This was plain throughout the 1950s, as the New York State Power Authority proposed a hydroelectric dam on Tuscarora reservation land. Rickard saw this as proof positive that the federal government was shirking its treaty relationship with Native nations, as the NYSPA demonstrated the state’s push for control over the Haudenosaunee. Indeed, after receiving the approval of the Federal Power Commission, New York sought to obtain Tuscarora land through eminent domain instead of partnering with the tribe. Engineers from the NYSPA began their operations around the town of Lewiston without receiving the consent of the Tuscarora. Rickard strenuously opposed this as illegal and a breach of Haudenosaunee rights, calling a council to unite his people against the state. Rickard and his supporters traveled to Albany to bring the matter before New York’s congress, resulting in two legal battles.

In the first, Tuscarora Nation of Indians v. Power Authority of New York, the Tuscarora contended that the state had violated the Treaty of Fort Stanwix (1784) and the Treaty of Canandaigua (1794), both of which preserved Haudenosaunee lands in perpetuity. [77] The district court ruled in favor of the Tuscarora, and this must have seemed like a triumph for Rickard. Any elation was short-lived, however, as the Federal Power Commission, clearly backing the NYSPA, appealed the decision to the U.S. Supreme Court in Federal Power Commission v. Tuscarora Nation. The point of contention now shifted away from treaty rights and toward defining a reservation. This tactic was employed by the federal government because the NYSPA was attempting to acquire a parcel of land the Tuscarora had purchased (as opposed to land reserved in trust). It was determined that, because the Tuscarora owned the plot in question, it was not part of the reservation, and was therefore subject to eminent domain laws.

Though the ruling was made against the Tuscarora, the dissenting legal opinion of Justice Hugo Black is worth noting.
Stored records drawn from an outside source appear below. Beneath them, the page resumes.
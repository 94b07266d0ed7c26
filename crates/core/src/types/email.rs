//! Email address type.

use core::fmt;

use serde::{Deserialize, Serialize};

/// Errors that can occur when parsing an [`Email`].
#[derive(thiserror::Error, Debug, Clone, PartialEq, Eq)]
pub enum EmailError {
    /// The input string is empty.
    #[error("email cannot be empty")]
    Empty,
    /// The input string is too long.
    #[error("email must be at most {max} characters")]
    TooLong {
        /// Maximum allowed length.
        max: usize,
    },
    /// The input does not contain exactly one @ symbol.
    #[error("email must contain a single @ symbol")]
    MissingAtSymbol,
    /// The local part (before @) is empty.
    #[error("email local part cannot be empty")]
    EmptyLocalPart,
    /// The domain part (after @) is empty or has no dot.
    #[error("email domain is invalid")]
    InvalidDomain,
}

/// A normalized email address.
///
/// Input is trimmed and lowercased before validation, so two submissions that
/// differ only in case or surrounding whitespace compare equal.
///
/// ## Constraints
///
/// - Length: 1-254 characters (RFC 5321 limit)
/// - Exactly one @ symbol
/// - Local part (before @) must not be empty
/// - Domain part (after @) must contain a dot that is not at either end
///
/// ## Examples
///
/// ```
/// use honey_palace_core::Email;
///
/// let email = Email::parse("  Bee@Honey.Shop ").unwrap();
/// assert_eq!(email.as_str(), "bee@honey.shop");
///
/// assert!(Email::parse("").is_err());
/// assert!(Email::parse("no-at-symbol").is_err());
/// assert!(Email::parse("user@localhost").is_err());
/// ```
#[derive(Debug, Clone, Serialize, Deserialize, PartialEq, Eq, Hash)]
#[serde(try_from = "String", into = "String")]
pub struct Email(String);

impl Email {
    /// Maximum length of an email address (RFC 5321).
    pub const MAX_LENGTH: usize = 254;

    /// Parse and normalize an `Email` from a string.
    ///
    /// # Errors
    ///
    /// Returns an [`EmailError`] describing the first constraint violated.
    pub fn parse(s: &str) -> Result<Self, EmailError> {
        let normalized = s.trim().to_lowercase();

        if normalized.is_empty() {
            return Err(EmailError::Empty);
        }

        if normalized.len() > Self::MAX_LENGTH {
            return Err(EmailError::TooLong {
                max: Self::MAX_LENGTH,
            });
        }

        let mut parts = normalized.split('@');
        let (Some(local), Some(domain), None) = (parts.next(), parts.next(), parts.next()) else {
            return Err(EmailError::MissingAtSymbol);
        };

        if local.is_empty() {
            return Err(EmailError::EmptyLocalPart);
        }

        if !domain.contains('.') || domain.starts_with('.') || domain.ends_with('.') {
            return Err(EmailError::InvalidDomain);
        }

        Ok(Self(normalized))
    }

    /// Returns the email address as a string slice.
    #[must_use]
    pub fn as_str(&self) -> &str {
        &self.0
    }

    /// Consumes the `Email` and returns its inner string.
    #[must_use]
    pub fn into_inner(self) -> String {
        self.0
    }
}

impl fmt::Display for Email {
    fn fmt(&self, f: &mut fmt::Formatter<'_>) -> fmt::Result {
        f.write_str(&self.0)
    }
}

impl std::str::FromStr for Email {
    type Err = EmailError;

    fn from_str(s: &str) -> Result<Self, Self::Err> {
        Self::parse(s)
    }
}

impl TryFrom<String> for Email {
    type Error = EmailError;

    fn try_from(value: String) -> Result<Self, Self::Error> {
        Self::parse(&value)
    }
}

impl From<Email> for String {
    fn from(email: Email) -> Self {
        email.0
    }
}

#[cfg(test)]
#[allow(clippy::unwrap_used)]
mod tests {
    use super::*;

    #[test]
    fn test_normalizes_case_and_whitespace() {
        let email = Email::parse("\tQueen@Hive.Example.com\n").unwrap();
        assert_eq!(email.as_str(), "queen@hive.example.com");
    }

    #[test]
    fn test_rejects_structural_problems() {
        assert_eq!(Email::parse("   "), Err(EmailError::Empty));
        assert_eq!(Email::parse("a@b@c.com"), Err(EmailError::MissingAtSymbol));
        assert_eq!(Email::parse("@honey.shop"), Err(EmailError::EmptyLocalPart));
        assert_eq!(Email::parse("bee@"), Err(EmailError::InvalidDomain));
        assert_eq!(Email::parse("bee@hive."), Err(EmailError::InvalidDomain));
    }

    #[test]
    fn test_rejects_too_long() {
        let long = format!("{}@honey.shop", "a".repeat(250));
        assert_eq!(
            Email::parse(&long),
            Err(EmailError::TooLong {
                max: Email::MAX_LENGTH
            })
        );
    }

    #[test]
    fn test_deserialize_validates() {
        let ok: Email = serde_json::from_str("\"Bee@Honey.Shop\"").unwrap();
        assert_eq!(ok.as_str(), "bee@honey.shop");
        assert!(serde_json::from_str::<Email>("\"nope\"").is_err());
    }
}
He wrote that the seizure of Tuscarora land “violates the Nation’s long established policy of recognizing and preserving Indian reservations for tribal use, and that it constitutes a breach of Indian treaties recognized by Congress since at least 1794.” He added, “I regret that this Court is to be the governmental agency that breaks faith with this dependent people. Great nations, like great men, should keep their word.” [78] That is, the United States, through the Treaty of Canandaigua, was legally obligated to defend the Haudenosaunee against state interests. Instead, they deliberately ignored this directive and supported New York’s claim. Observing this, Rickard stated that the Tuscarora homeland “had been wrenched from us by a government that was supposed to protect us.” [79] Having exhausted their legal options, Rickard and his supporters “adopted a policy of Gandhian resistance” by peacefully obstructing the creation of the Power Authority’s dam. [80] This was especially important since the state police were sent out to enforce the decision of the Supreme Court, violently if necessary. [81] And although the IDLA did not succeed, the silver lining was that William Rickard, Clinton’s son, emerged as a new leader and defender of traditional Haudenosaunee lifeways. [82] The message of peace, unity, and Indigeneity prevailed.

5_Conclusion

Testifying to the impact of his friend, the Mohawk artist Ray Fadden stated that Rickard was “a real leader, a fighter for the welfare of his people and all of his life. He is a noble man, one of whom the Six Nations should all be proud of [sic].” [83] And so, with his impact already cemented, Clinton Rickard and the Indian Defense League of America soldiered forth as champions of Native nations. As the 1960s progressed, they exercised their sovereignty and displayed their Indigeneity by crossing the border between the United States and Canada. Since 1927, cars, marching bands, and people on foot and horseback made the short journey, and the practice has continued into the present. [84] Jolene Rickard, Clinton’s granddaughter, writes that “it takes guts to keep crossing those borders and to not let those barriers become our ‘Indian’ prison.” More poignantly, the “line that [Clinton Rickard] guards is the cultural base.” [85] That is, until his passing in 1971, the Tuscarora chief rebuked the settler-colonialism of the United States and asserted the Indigeneity of the Haudenosaunee. Though the odds were constantly against him, and though he was sometimes considered pejoratively as a “professional Indian” or huckster, he rallied the Haudenosaunee in defense of their treaty-rights and insisted on their political independence through unification. [86] Barbara Graymont, who edited Rickard’s autobiography, contends that the IDLA was so successful because it combined the interests and mentalities of Native people from cities and reservations. [87] Jolene Rickard adds that the IDLA “was not trying to supplant its leadership over one Indian nation, rather its purpose was to bolster traditional governments and justice for all people.” [88] For his endeavors, he is fondly remembered today as a powerful leader of the Haudenosaunee and Indigenous people. [89]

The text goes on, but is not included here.